The three antiviral therapeutics authorised in the EU/EEA are oseltamivir (Tamiflu), baloxavir marboxil (Xofluza) and zanamivir (Relenza).

Public health control measures

While wild birds are the reservoir for H7 and N9 genes of influenza viruses, live bird markets were amplifiers, and closures of such markets contributed to reducing the number of human cases, but at the same time led to the spread of the infection across regions (https://pubmed.ncbi.nlm.nih.gov/30540847/https://pubmed.ncbi.nlm.nih.gov/31848585/). So far, implemented ‘stamping-out’ control measures in poultry markets and temporary closure of markets was able to reduce the risk for A(H7N9) infection in humans as these closures were associated with a decrease in the number of human cases of A(H7N9) in those localities [8]. The most effective way to significantly impact the incidence in the source population was the implementation of large vaccination campaigns for poultry in China, which at the same time prevent transmission to humans (https://pubmed.ncbi.nlm.nih.gov/30414008/). Since the vaccination efforts with a vaccine against H5 and H7 viruses, only very few sporadic human cases related to A(H7N9) and A(H5) have been reported (https://pubmed.ncbi.nlm.nih.gov/32065513/).  

Early detection of avian influenza viruses, and restriction and control measures, including culling of birds and disinfection of affected holdings, are public health measures aimed at preventing the spread of the disease. Restriction and surveillance zones are further activities laid down in the Animal Health Law. Moreover, vaccination of poultry has been successful in controlling poultry outbreaks of subtype H7 influenza [25].

In Europe, persons directly exposed to the virus or close contacts of a confirmed case should be followed -up by the local health service to identify possible human-to-human transmission.

The evidence in support of contact tracing after possible exposure on board an aircraft is limited and it should only be considered upon a risk assessment on a case-by-case basis as stated in the risk assessment guidelines for infectious diseases transmitted on aircraft (RAGIDA).

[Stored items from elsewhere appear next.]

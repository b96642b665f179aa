use layer0::effect::Scope;
use layer0::id::SessionId;
use layer0::state::{StateReader, StateStore};
use quarry_store_fs::FsStore;
use std::sync::Arc;

fn session_scope(id: &str) -> Scope {
    Scope::Session(SessionId::new(id))
}

// --- Basic CRUD ---

#[tokio::test]
async fn write_then_read() {
    let dir = tempfile::tempdir().unwrap();
    let store = FsStore::new(dir.path());
    let scope = session_scope("s1");

    store
        .write(&scope, "key1", serde_json::json!("hello"))
        .await
        .unwrap();

    let val = StateStore::read(&store, &scope, "key1").await.unwrap();
    assert_eq!(val, Some(serde_json::json!("hello")));
}

#[tokio::test]
async fn read_missing_returns_none() {
    let dir = tempfile::tempdir().unwrap();
    let store = FsStore::new(dir.path());
    let scope = session_scope("s1");

    let val = StateStore::read(&store, &scope, "missing").await.unwrap();
    assert_eq!(val, None);
}

#[tokio::test]
async fn overwrite_replaces_value() {
    let dir = tempfile::tempdir().unwrap();
    let store = FsStore::new(dir.path());
    let scope = session_scope("s1");

    store
        .write(&scope, "key1", serde_json::json!(1))
        .await
        .unwrap();
    store
        .write(&scope, "key1", serde_json::json!(2))
        .await
        .unwrap();

    let val = StateStore::read(&store, &scope, "key1").await.unwrap();
    assert_eq!(val, Some(serde_json::json!(2)));
}

#[tokio::test]
async fn delete_removes_key() {
    let dir = tempfile::tempdir().unwrap();
    let store = FsStore::new(dir.path());
    let scope = session_scope("s1");

    store
        .write(&scope, "key1", serde_json::json!("val"))
        .await
        .unwrap();
    store.delete(&scope, "key1").await.unwrap();

    let val = StateStore::read(&store, &scope, "key1").await.unwrap();
    assert_eq!(val, None);
}

#[tokio::test]
async fn delete_missing_is_noop() {
    let dir = tempfile::tempdir().unwrap();
    let store = FsStore::new(dir.path());
    let scope = session_scope("s1");

    store.delete(&scope, "nonexistent").await.unwrap();
}

// --- List ---

#[tokio::test]
async fn list_by_prefix() {
    let dir = tempfile::tempdir().unwrap();
    let store = FsStore::new(dir.path());
    let scope = session_scope("s1");

    store
        .write(&scope, "user:name", serde_json::json!("alice"))
        .await
        .unwrap();
    store
        .write(&scope, "user:email", serde_json::json!("a@b.com"))
        .await
        .unwrap();
    store
        .write(&scope, "config:theme", serde_json::json!("dark"))
        .await
        .unwrap();

    let mut keys = StateStore::list(&store, &scope, "user:").await.unwrap();
    keys.sort();
    assert_eq!(keys, vec!["user:email", "user:name"]);
}

#[tokio::test]
async fn list_empty_prefix_returns_all() {
    let dir = tempfile::tempdir().unwrap();
    let store = FsStore::new(dir.path());
    let scope = session_scope("s1");

    store
        .write(&scope, "a", serde_json::json!(1))
        .await
        .unwrap();
    store
        .write(&scope, "b", serde_json::json!(2))
        .await
        .unwrap();

    let mut keys = StateStore::list(&store, &scope, "").await.unwrap();
    keys.sort();
    assert_eq!(keys, vec!["a", "b"]);
}

// --- Scope isolation ---

#[tokio::test]
async fn scopes_are_isolated() {
    let dir = tempfile::tempdir().unwrap();
    let store = FsStore::new(dir.path());
    let s1 = session_scope("s1");
    let s2 = session_scope("s2");

    store
        .write(&s1, "key", serde_json::json!("from-s1"))
        .await
        .unwrap();
    store
        .write(&s2, "key", serde_json::json!("from-s2"))
        .await
        .unwrap();

    assert_eq!(
        StateStore::read(&store, &s1, "key").await.unwrap(),
        Some(serde_json::json!("from-s1"))
    );
    assert_eq!(
        StateStore::read(&store, &s2, "key").await.unwrap(),
        Some(serde_json::json!("from-s2"))
    );
}

// --- Search ---

#[tokio::test]
async fn search_returns_empty_vec() {
    let dir = tempfile::tempdir().unwrap();
    let store = FsStore::new(dir.path());
    let scope = session_scope("s1");

    store
        .write(&scope, "key1", serde_json::json!("hello"))
        .await
        .unwrap();

    let results = StateStore::search(&store, &scope, "hello", 10)
        .await
        .unwrap();
    assert!(results.is_empty());
}

// --- Object safety ---

#[tokio::test]
async fn usable_as_dyn_state_store() {
    let dir = tempfile::tempdir().unwrap();
    let store: Box<dyn StateStore> = Box::new(FsStore::new(dir.path()));
    let scope = session_scope("s1");

    store
        .write(&scope, "key", serde_json::json!("val"))
        .await
        .unwrap();
    let val = store.read(&scope, "key").await.unwrap();
    assert_eq!(val, Some(serde_json::json!("val")));
}

#[tokio::test]
async fn usable_as_arc_dyn_state_store() {
    let dir = tempfile::tempdir().unwrap();
    let store: Arc<dyn StateStore> = Arc::new(FsStore::new(dir.path()));
    let scope = session_scope("s1");

    store
        .write(&scope, "key", serde_json::json!("val"))
        .await
        .unwrap();
    let val = store.read(&scope, "key").await.unwrap();
    assert_eq!(val, Some(serde_json::json!("val")));
}

// --- StateReader view ---

#[tokio::test]
async fn usable_as_dyn_state_reader() {
    let dir = tempfile::tempdir().unwrap();
    let store = FsStore::new(dir.path());
    let scope = session_scope("s1");
    store
        .write(&scope, "key", serde_json::json!("val"))
        .await
        .unwrap();

    let reader: &dyn StateReader = &store;
    let val = reader.read(&scope, "key").await.unwrap();
    assert_eq!(val, Some(serde_json::json!("val")));
}

// --- Persistence ---

#[tokio::test]
async fn data_persists_across_store_instances() {
    let dir = tempfile::tempdir().unwrap();
    let scope = session_scope("s1");

    {
        let store = FsStore::new(dir.path());
        store
            .write(&scope, "persistent", serde_json::json!("survives"))
            .await
            .unwrap();
    }

    // New store instance, same directory
    let store = FsStore::new(dir.path());
    let val = StateStore::read(&store, &scope, "persistent")
        .await
        .unwrap();
    assert_eq!(val, Some(serde_json::json!("survives")));
}

// --- Complex values ---

#[tokio::test]
async fn stores_complex_json_values() {
    let dir = tempfile::tempdir().unwrap();
    let store = FsStore::new(dir.path());
    let scope = session_scope("s1");

    let complex = serde_json::json!({
        "messages": [
            {"role": "user", "content": "hello"},
            {"role": "assistant", "content": "hi there"}
        ],
        "metadata": {"turn_count": 5}
    });

    store
        .write(&scope, "conversation", complex.clone())
        .await
        .unwrap();
    let val = StateStore::read(&store, &scope, "conversation")
        .await
        .unwrap();
    assert_eq!(val, Some(complex));
}
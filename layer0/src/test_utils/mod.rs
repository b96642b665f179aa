//! In-memory implementations for testing.
//!
//! Available behind the `test-utils` feature flag. These are minimal
//! implementations that prove the trait APIs are usable.

mod echo_stage;
mod in_memory_store;
mod logging_hook;

pub use echo_stage::EchoStage;
pub use in_memory_store::InMemoryStore;
pub use logging_hook::LoggingHook;
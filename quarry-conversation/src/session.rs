//! Conversation session state and its lifecycle.

use layer0::id::{CollectionId, SessionId, UserId};
use serde::{Deserialize, Serialize};

/// A session's place in its lifecycle.
///
/// ```text
/// created -> active <-> paused -> archived
///               v
///            expired
/// ```
///
/// `expired` is set by [`crate::manager::ConversationManager::cleanup_expired_sessions`]
/// when a session's `updated_at` is older than the configured TTL and the
/// session isn't pinned; it can be reached from any non-archived state.
#[non_exhaustive]
#[derive(Debug, Clone, Copy, PartialEq, Eq, Serialize, Deserialize)]
#[serde(rename_all = "snake_case")]
pub enum SessionStatus {
    /// Just created; behaves like `Active` but not yet touched by a message.
    Created,
    /// Normal operation: reads and appends both permitted.
    Active,
    /// No new messages accepted; reads permitted.
    Paused,
    /// Read-only; excluded from default listings.
    Archived,
    /// Set by the periodic sweeper; reads permitted, no new messages.
    Expired,
}

impl SessionStatus {
    /// Whether a session in this state accepts new messages via
    /// `add_message`/`process_user_message`.
    pub fn accepts_messages(&self) -> bool {
        matches!(self, SessionStatus::Created | SessionStatus::Active)
    }
}

/// A conversational session: the container for an ordered set of
/// messages and the summaries that periodically subsume them.
#[derive(Debug, Clone, Serialize, Deserialize)]
pub struct ConversationSession {
    /// Caller-supplied unique id.
    pub id: SessionId,
    /// The user who owns this session.
    pub user: UserId,
    /// The collection this session's questions are answered against.
    /// Referenced, not owned — deleting the collection does not delete
    /// the session; its history persists with a dangling reference.
    pub collection: CollectionId,
    /// Display name, required to be non-empty at creation.
    pub name: String,
    /// Current lifecycle state.
    pub status: SessionStatus,
    /// Token budget for `get_context`'s assembled window.
    pub context_window_size: u64,
    /// Soft cap on messages before older ones become eligible for
    /// summarization even under the token budget.
    pub max_messages: usize,
    /// Pinned sessions are never swept into `expired`.
    pub pinned: bool,
    /// Epoch milliseconds at creation.
    pub created_at: u64,
    /// Epoch milliseconds of the last message append or status change.
    pub updated_at: u64,
    /// Caller-defined metadata, opaque to the manager.
    pub session_metadata: serde_json::Value,
}

impl ConversationSession {
    /// Create a new session in the `Created` state.
    pub fn new(
        id: SessionId,
        user: UserId,
        collection: CollectionId,
        name: impl Into<String>,
        context_window_size: u64,
        now: u64,
    ) -> Self {
        Self {
            id,
            user,
            collection,
            name: name.into(),
            status: SessionStatus::Created,
            context_window_size,
            max_messages: usize::MAX,
            pinned: false,
            created_at: now,
            updated_at: now,
            session_metadata: serde_json::Value::Null,
        }
    }

    /// Whether this session is due for expiry: not pinned, not already
    /// archived, and idle for at least `ttl_secs`.
    pub fn is_due_for_expiry(&self, now: u64, ttl_secs: u64) -> bool {
        if self.pinned || self.status == SessionStatus::Archived || self.status == SessionStatus::Expired {
            return false;
        }
        now.saturating_sub(self.updated_at) >= ttl_secs.saturating_mul(1000)
    }
}
use async_trait::async_trait;
use layer0::error::StageError;
use layer0::stage::{PipelineContext, RetrievedDocument, Stage, StageOutcome};
use quarry_retrieval::rerank::Reranker;
use quarry_retrieval::types::VectorHit;
use std::sync::Arc;

/// Reorders `ctx.retrieved` by relevance via a pluggable [`Reranker`],
/// filling in `ctx.reranked`. A no-op when `enabled` is false — the
/// generation/reasoning stages fall back to `ctx.retrieved` either way
/// through `PipelineContext::effective_documents`.
pub struct RerankingStage {
    reranker: Arc<dyn Reranker>,
    top_k: usize,
    enabled: bool,
}

impl RerankingStage {
    /// Build a reranking stage from a reranker implementation and the
    /// number of documents to keep.
    pub fn new(reranker: Arc<dyn Reranker>, top_k: usize, enabled: bool) -> Self {
        Self {
            reranker,
            top_k,
            enabled,
        }
    }
}

#[async_trait]
impl Stage for RerankingStage {
    fn name(&self) -> &str {
        "reranking"
    }

    async fn execute(&self, mut ctx: PipelineContext) -> Result<StageOutcome, StageError> {
        if !self.enabled {
            ctx.metadata.stages_completed += 1;
            return Ok(StageOutcome::ok(ctx));
        }

        let query = ctx.effective_query().to_string();
        let hits: Vec<VectorHit> = ctx
            .retrieved
            .iter()
            .map(|doc| VectorHit {
                id: doc.id.clone(),
                score: doc.score,
                text: doc.content.clone(),
                tags: Default::default(),
            })
            .collect();

        let reranked = self
            .reranker
            .rerank(&query, hits, self.top_k)
            .await
            .map_err(|e| StageError::Retrieval(e.to_string()))?;

        ctx.reranked = Some(
            reranked
                .into_iter()
                .map(|hit| RetrievedDocument::new(hit.id, hit.text, hit.score))
                .collect(),
        );
        ctx.metadata.stages_completed += 1;

        Ok(StageOutcome::ok(ctx))
    }
}

#[cfg(test)]
mod tests {
    use super::*;
    use layer0::id::{CollectionId, UserId};
    use quarry_retrieval::rerank::{NoopReranker, OverlapReranker};

    fn ctx_with_docs(docs: Vec<(&str, &str, f64)>) -> PipelineContext {
        let mut ctx = PipelineContext::new(UserId::new("u"), CollectionId::new("c"), "rust ownership rules");
        ctx.retrieved = docs
            .into_iter()
            .map(|(id, text, score)| RetrievedDocument::new(id, text, score))
            .collect();
        ctx
    }

    #[tokio::test]
    async fn disabled_reranking_leaves_reranked_none() {
        let stage = RerankingStage::new(Arc::new(NoopReranker), 5, false);
        let ctx = ctx_with_docs(vec![("a", "x", 0.1)]);
        let outcome = stage.execute(ctx).await.unwrap();
        assert!(outcome.context.reranked.is_none());
    }

    #[tokio::test]
    async fn enabled_reranking_sets_reranked_documents() {
        let stage = RerankingStage::new(Arc::new(OverlapReranker), 5, true);
        let ctx = ctx_with_docs(vec![
            ("low", "completely unrelated passage", 0.9),
            ("high", "rust ownership and borrowing rules", 0.1),
        ]);
        let outcome = stage.execute(ctx).await.unwrap();
        let reranked = outcome.context.reranked.expect("reranked documents");
        assert_eq!(reranked[0].id, "high");
    }

    #[tokio::test]
    async fn enabled_reranking_honors_top_k() {
        let stage = RerankingStage::new(Arc::new(NoopReranker), 1, true);
        let ctx = ctx_with_docs(vec![("a", "x", 0.1), ("b", "y", 0.2)]);
        let outcome = stage.execute(ctx).await.unwrap();
        assert_eq!(outcome.context.reranked.unwrap().len(), 1);
    }
}
use crate::math::{Point, Real, DIM};
use crate::query::PointQuery;
use crate::shape::Obb;

impl PointQuery for Obb {
    #[inline]
    fn contains_point(&self, pt: &Point<Real>) -> bool {
        obb_contains_point_with_tolerance(self, pt, 0.0)
    }

    fn closest_point(&self, pt: &Point<Real>) -> Point<Real> {
        let dpt = pt - self.center;
        let mut result = self.center;

        for i in 0..DIM {
            let axis = self.axis(i);
            let dist = dpt
                .dot(&axis)
                .clamp(-self.half_extents[i], self.half_extents[i]);
            result += axis * dist;
        }

        result
    }
}

/// Tests if `pt` lies inside of `obb` enlarged by `tolerance` along each of its axes.
///
/// Points computed to lie exactly on a face (e.g. by clipping against its
/// plane) may land slightly outside because of rounding, a small tolerance
/// keeps them.
#[inline]
pub fn obb_contains_point_with_tolerance(obb: &Obb, pt: &Point<Real>, tolerance: Real) -> bool {
    let dpt = pt - obb.center;
    (0..DIM).all(|i| dpt.dot(&obb.axis(i)).abs() <= obb.half_extents[i] + tolerance)
}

Infection control, personal protection and prevention

The risk of infection with LPAIs and also with HPAIs is almost entirely confined to people who have close direct and unprotected contact with diseased chickens, their carcasses or droppings. This group should maintain vigilance and take precautions.

People should avoid direct contact with live or dead poultry or their products, and practice good hand hygiene when visiting recreation farms or sites with wild birds or their droppings. Small clusters of human-to-human transmission have been observed. Therefore, healthcare workers caring for those suspected or confirmed to have A(H7N9) infection need to apply appropriate infection prevention and control measures (standard precautions). Consistent application in all healthcare settings at all times in accordance with national guidelines is vital, and the health status of healthcare workers needs to be closely monitored. WHO has produced guidance on infection control in healthcare facilities and laboratory biorisk management. These guidelines are broadly applicable to management of all human cases of avian influenza and related samples in the EU. 

ECDC and the European Food Safety Authority (EFSA) have performed multiple independent risk assessments in the past regarding avian influenza that also cover pathways for avian influenza A(H7N9). Strict regulatory measures are in place in the European Union to protect commercial poultry and to prevent infected birds entering the food chain.

The most important intervention in preparing for the pandemic potential of influenza A(H7N9) is the development and use of human vaccines. WHO reviews and updates the list of candidate vaccine viruses for pandemic preparedness twice a year during their Vaccine Composition Meetings.